I need this in order to calculate the correct cell height for cells that contain wrapping, variable-length text. But when the table view delegate is asked for a cell height, it doesn't actually have the actual cell instance, so it can't just query the content view bounds directly.

I can easily hard-code a 20-pixel margin on the right which appears to be accurate for a plain style table view in portrait orientation with a disclosure indicator, but would prefer to do it the Right Way so that it keeps working if Apple decides to tweak the margin.

(This is related to this question.)

A: 

I would have a subclass of UITableViewCell that holds all its subelements. You can cange the frame of certain elements when the cell enters and exists editing mode. There is a good example of this in Apple's Table View Programming guide under the section on creating a custom table view cell.

Brad Smith
A: 

I believe the UITableViewCell's contentView property is the view that contains your labels etc., so the width of that should be your available size to use.

Ed Marty
The problem is that the table view delegate needs to know the heights of the cells that are not visible, and thus have no actual cell instance from which to get the contentView. I suppose I can just get _a_ visible cell's contentView and assume all other cells will have the same contentView width.
Daniel Dickison
You could try just removing the height method from the delegate, then later set the height when setting up the cell, using the method in UITableView
Ed Marty
@Ed -- that won't work because the table view delegate must tell the table view the height of all cells even before their are set up so that the scroll view gets the correct dimensions.
Daniel Dickison
Looking at the contentView doesn't seem to do the trick anyway. I have a cell with a disclosure indicator, but the contentView's width is still 320. The accessory view seems to be simply overlaid over the content view. I'm looking for a clean solution as well, but for now I suppose I'll just hardcode a 20 pixel margin.
Mirko Froehlich
+1  A: 

Personally, I would just hard code the values -- simpler and things will break in a predictable way.

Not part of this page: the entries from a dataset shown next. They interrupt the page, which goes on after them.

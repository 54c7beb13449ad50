// Node state and operations
//
// One NodeState value owns everything the RPC facade exposes: the
// chain, the mempool, the node's mining difficulty, and the peer
// registry. Mutating operations serialize through the ledger write
// lock; reads take consistent snapshots. The nonce search and all peer
// HTTP traffic run outside every lock.

use std::collections::BTreeMap;
use std::sync::atomic::{AtomicBool, Ordering};

use tokio::sync::RwLock;

use crate::config::{DIFFICULTY_MAX, DIFFICULTY_MIN, PEER_HTTP_TIMEOUT};
use crate::consensus::chain::{self, Chain};
use crate::consensus::genesis::{GENESIS_PREVIOUS_HASH, GENESIS_RECIPIENT, GENESIS_TIMESTAMP};
use crate::consensus::utxo;
use crate::error::NodeError;
use crate::miner::miner;
use crate::net::mempool::Mempool;
use crate::net::peers::{self, PeerRegistry};
use crate::primitives::block::{BlockBody, BlockEnvelope};
use crate::primitives::transaction::{Transaction, COINBASE_SENDER};

/// Chain, mempool and difficulty move together under one lock so every
/// reader sees a consistent cut of the node.
struct Ledger {
    chain: Chain,
    mempool: Mempool,
    difficulty: u8,
}

/// What `/mine` reports back about a freshly forged block.
pub struct MineOutcome {
    pub index: u64,
    pub difficulty: u8,
}

/// Read-only cut of the chain for `/chain` responses.
pub struct ChainSnapshot {
    pub blocks: Vec<BlockEnvelope>,
    pub effort: u64,
}

pub struct NodeState {
    pub node_id: String,
    ledger: RwLock<Ledger>,
    peers: RwLock<PeerRegistry>,
    mining: AtomicBool,
    http: reqwest::Client,
}

impl NodeState {
    pub fn new(node_id: String, difficulty: u8) -> Result<Self, reqwest::Error> {
        let http = reqwest::Client::builder()
            .timeout(PEER_HTTP_TIMEOUT)
            .build()?;
        Ok(NodeState {
            node_id,
            ledger: RwLock::new(Ledger {
                chain: Chain::new(),
                mempool: Mempool::new(),
                difficulty,
            }),
            peers: RwLock::new(PeerRegistry::new()),
            mining: AtomicBool::new(false),
            http,
        })
    }

    /// Queue a transfer for the next mining pass. Validation here is
    /// shape-only; balance checks happen at admission time.
    pub async fn new_transaction(
        &self,
        sender: String,
        recipient: String,
        amount: f64,
    ) -> Result<Transaction, NodeError> {
        if !amount.is_finite() {
            return Err(NodeError::BadRequest("amount must be finite".to_string()));
        }
        // only mining passes mint; the mint source is exempt from the
        // balance check and would otherwise be free money
        if sender == COINBASE_SENDER {
            return Err(NodeError::BadRequest(
                "the coinbase source cannot be used as a sender".to_string(),
            ));
        }
        let tx = Transaction::new(sender, recipient, amount);
        self.ledger.write().await.mempool.push(tx.clone());
        Ok(tx)
    }

    pub async fn pending_transactions(&self) -> Vec<Transaction> {
        self.ledger.read().await.mempool.pending().to_vec()
    }

    pub async fn chain_snapshot(&self) -> ChainSnapshot {
        let ledger = self.ledger.read().await;
        ChainSnapshot {
            blocks: ledger.chain.blocks().to_vec(),
            effort: ledger.chain.effort(),
        }
    }

    pub async fn balances(&self) -> BTreeMap<String, f64> {
        let ledger = self.ledger.read().await;
        utxo::utxo(ledger.chain.blocks())
    }

    pub async fn difficulty(&self) -> u8 {
        self.ledger.read().await.difficulty
    }

    /// Set the difficulty future blocks will be mined at. Historical
    /// blocks keep the difficulty they were mined with.
    pub async fn set_difficulty(&self, difficulty: u8) -> Result<u8, NodeError> {
        if !(DIFFICULTY_MIN..=DIFFICULTY_MAX).contains(&difficulty) {
            return Err(NodeError::ConfigOutOfRange);
        }
        self.ledger.write().await.difficulty = difficulty;
        Ok(difficulty)
    }

    /// One full mining pass: admit, search, commit. At most one pass
    /// runs at a time; a concurrent caller fails fast with MiningBusy
    /// because two passes would admit the same transactions twice.
    pub async fn mine(&self) -> Result<MineOutcome, NodeError> {
        if self
            .mining
            .compare_exchange(false, true, Ordering::SeqCst, Ordering::SeqCst)
            .is_err()
        {
            return Err(NodeError::MiningBusy);
        }
        let result = self.mine_pass().await;
        self.mining.store(false, Ordering::SeqCst);
        result
    }

    async fn mine_pass(&self) -> Result<MineOutcome, NodeError> {
        // Admitting: freeze the admitted set and build the template
        // under a read lock. An empty chain means this is the genesis
        // pass: sentinel parent, fixed timestamp, fixed recipient.
        let (body, admitted_indices) = {
            let ledger = self.ledger.read().await;
            let genesis = ledger.chain.is_empty();

            let (indices, mut transactions) = ledger.mempool.admit(ledger.chain.blocks());
            let recipient = if genesis {
                GENESIS_RECIPIENT.to_string()
            } else {
                self.node_id.clone()
            };
            transactions.push(Transaction::coinbase(recipient));

            let body = BlockBody {
                index: ledger.chain.len() as u64 + 1,
                difficulty: ledger.difficulty,
                nonce: 0,
                timestamp: if genesis {
                    GENESIS_TIMESTAMP.to_string()
                } else {
                    miner::eastern_now()
                },
                transactions,
                previous_hash: match ledger.chain.tip() {
                    Some(tip) => tip.hash.clone(),
                    None => GENESIS_PREVIOUS_HASH.to_string(),
                },
            };
            (body, indices)
        };

        // Searching: unbounded CPU loop, off the async workers and
        // outside every lock so read-only RPCs keep flowing.
        let solved = tokio::task::spawn_blocking(move || miner::search(body))
            .await
            .expect("nonce search task must not panic");

        // Committing: splice the block in, unless a chain adoption won
        // the race and moved the tip out from under us.
        let mut ledger = self.ledger.write().await;
        let tip_hash = ledger
            .chain
            .tip()
            .map(|tip| tip.hash.as_str())
            .unwrap_or(GENESIS_PREVIOUS_HASH);
        if solved.block.previous_hash != tip_hash {
            return Err(NodeError::StaleMine);
        }

        // A freshly mined block failing re-verification means canonical
        // serialization is broken; this node must stop forging.
        assert_eq!(
            solved.hash,
            solved.block.hash(),
            "own block failed hash re-verification"
        );

        let outcome = MineOutcome {
            index: solved.block.index,
            difficulty: solved.block.difficulty,
        };
        ledger.chain.push(solved);
        ledger.mempool.prune(&admitted_indices);
        Ok(outcome)
    }

    /// Resolve the given URLs to node ids and remember them. Peers that
    /// cannot be reached are skipped, not stored. Returns the ids of
    /// every known peer afterwards.
    pub async fn register_nodes(&self, urls: &[String]) -> Vec<String> {
        for raw in urls {
            let addr = match peers::parse_peer_addr(raw) {
                Some(addr) => addr,
                None => {
                    eprintln!("[peers] unparseable node address: {raw}");
                    continue;
                }
            };
            match peers::fetch_node_id(&self.http, &addr).await {
                Ok(node_id) => {
                    self.peers.write().await.insert(node_id, addr);
                }
                Err(err) => eprintln!("[peers] registration skipped: {err}"),
            }
        }
        self.peers.read().await.ids()
    }

    /// The consensus sweep. Poll every registered peer's chain; adopt
    /// the heaviest one that is strictly heavier than ours and passes
    /// full validation. Effort is recomputed from the fetched blocks,
    /// so a peer cannot win by advertising an inflated number. Returns
    /// whether an adoption happened.
    pub async fn resolve_conflicts(&self) -> bool {
        let addresses = self.peers.read().await.addresses();
        let local_effort = self.ledger.read().await.chain.effort();

        let mut max_effort = local_effort;
        let mut best: Option<(String, Vec<BlockEnvelope>)> = None;

        for addr in addresses {
            let remote = match peers::fetch_chain(&self.http, &addr).await {
                Ok(remote) => remote,
                Err(err) => {
                    eprintln!("[peers] sweep skipped a peer: {err}");
                    continue;
                }
            };

            let effort = chain::chain_effort(&remote.chain);
            if remote.effort != effort {
                eprintln!(
                    "[peers] {addr} advertised effort {} but its blocks carry {effort}",
                    remote.effort
                );
            }
            if effort <= max_effort {
                continue;
            }
            if !chain::valid_chain(&remote.chain) || !chain::non_negative_prefixes(&remote.chain) {
                eprintln!("[peers] {addr} skipped: {}", NodeError::InvalidChain);
                continue;
            }

            max_effort = effort;
            best = Some((addr, remote.chain));
        }

        let (addr, blocks) = match best {
            Some(found) => found,
            None => return false,
        };

        // Take over the winner's pending set as well; if that fetch
        // fails we keep our own mempool rather than dropping it.
        let pending = peers::fetch_pending(&self.http, &addr).await.ok();

        let mut ledger = self.ledger.write().await;
        ledger.chain.adopt(blocks);
        if let Some(pending) = pending {
            ledger.mempool.replace(pending);
        }
        true
    }

    /// Fan a transaction out to every registered peer's mempool.
    pub async fn broadcast_transaction(&self, tx: &Transaction) {
        let addresses = self.peers.read().await.addresses();
        for addr in addresses {
            if let Err(err) = peers::push_transaction(&self.http, &addr, tx).await {
                eprintln!("[peers] transaction broadcast skipped a peer: {err}");
            }
        }
    }

    /// Fan a difficulty update out to every registered peer.
    pub async fn broadcast_difficulty(&self, difficulty: u8) {
        let addresses = self.peers.read().await.addresses();
        for addr in addresses {
            if let Err(err) = peers::push_difficulty(&self.http, &addr, difficulty).await {
                eprintln!("[peers] difficulty broadcast skipped a peer: {err}");
            }
        }
    }
}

But were I to do this programmatically, I would create a UITableViewCell, set up the editing properties / accessory views you need to measure, and then ask it how big its contentView is.

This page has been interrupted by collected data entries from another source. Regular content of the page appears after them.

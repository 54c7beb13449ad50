use std::time::Duration;

/// Default RPC port when no positional argument is given
pub const DEFAULT_RPC_PORT: u16 = 5000;

/// Bind address for RPC — 0.0.0.0 so peers and dashboards can reach us
pub const RPC_BIND_ADDRESS: &str = "0.0.0.0";

/// Mining difficulty bounds (leading zero hex digits of a block hash)
pub const DIFFICULTY_MIN: u8 = 1;
pub const DIFFICULTY_MAX: u8 = 5;
pub const DEFAULT_DIFFICULTY: u8 = 3;

/// Bound on every peer HTTP call; a peer slower than this is skipped
pub const PEER_HTTP_TIMEOUT: Duration = Duration::from_secs(5);

/// Node ids are 16 random bytes rendered as 32 hex characters
pub const NODE_ID_BYTES: usize = 16;

pub struct NodeConfig {
    pub port: u16,
    pub node_id: String,
}

impl NodeConfig {
    /// Parse positional startup arguments: `[port] [node_id]`.
    pub fn from_args<I>(mut args: I) -> Result<Self, String>
    where
        I: Iterator<Item = String>,
    {
        let port = match args.next() {
            Some(raw) => raw
                .parse::<u16>()
                .map_err(|_| format!("invalid port: {raw}"))?,
            None => DEFAULT_RPC_PORT,
        };
        let node_id = args.next().unwrap_or_else(random_node_id);
        if let Some(extra) = args.next() {
            return Err(format!("unexpected argument: {extra}"));
        }
        Ok(NodeConfig { port, node_id })
    }
}

/// Fresh random node identifier, 32 hex characters.
pub fn random_node_id() -> String {
    let bytes: Vec<u8> = (0..NODE_ID_BYTES).map(|_| rand::random::<u8>()).collect();
    hex::encode(bytes)
}

#[cfg(test)]
mod tests {
    use super::*;

    #[test]
    fn test_defaults_when_no_args() {
        let cfg = NodeConfig::from_args(std::iter::empty()).unwrap();
        assert_eq!(cfg.port, DEFAULT_RPC_PORT);
        assert_eq!(cfg.node_id.len(), NODE_ID_BYTES * 2);
    }

    #[test]
    fn test_positional_args() {
        let args = ["5001".to_string(), "alice".to_string()];
        let cfg = NodeConfig::from_args(args.into_iter()).unwrap();
        assert_eq!(cfg.port, 5001);
        assert_eq!(cfg.node_id, "alice");
    }

    #[test]
    fn test_bad_port_rejected() {
        let args = ["not-a-port".to_string()];
        assert!(NodeConfig::from_args(args.into_iter()).is_err());
    }

    #[test]
    fn test_extra_args_rejected() {
        let args = ["5001", "alice", "surplus"].map(String::from);
        assert!(NodeConfig::from_args(args.into_iter()).is_err());
    }

    #[test]
    fn test_node_ids_are_unique() {
        assert_ne!(random_node_id(), random_node_id());
    }
}
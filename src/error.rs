use thiserror::Error;

use crate::config::{DIFFICULTY_MAX, DIFFICULTY_MIN};

/// Everything the node surfaces to callers. Network failures during a
/// consensus sweep are swallowed at the call site and never reach here.
#[derive(Debug, Error)]
pub enum NodeError {
    #[error("missing or malformed value: {0}")]
    BadRequest(String),

    #[error("peer unavailable: {0}")]
    PeerUnavailable(String),

    #[error("peer chain failed validation")]
    InvalidChain,

    #[error("a mining pass is already running")]
    MiningBusy,

    #[error("chain tip moved during mining; block discarded")]
    StaleMine,

    #[error("difficulty must be between {DIFFICULTY_MIN} and {DIFFICULTY_MAX}")]
    ConfigOutOfRange,
}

Of course I would probably heavily cache this -- doing allocations when asking UITableView asks you for height information sounds to me like it would be slow (check with a profiler first though, as always).

Colin Barrett
Yeah, I did end up hardcoding this (it's 20 pixels).I think I tried creating a dummy cell like you described when I was first attempting this, and, if I'm remembering correctly, it didn't work. I think the layout only gets set when a cell is actually displayed in a table view.
Daniel Dickison
Oh well! Glad to hear you found a solution though.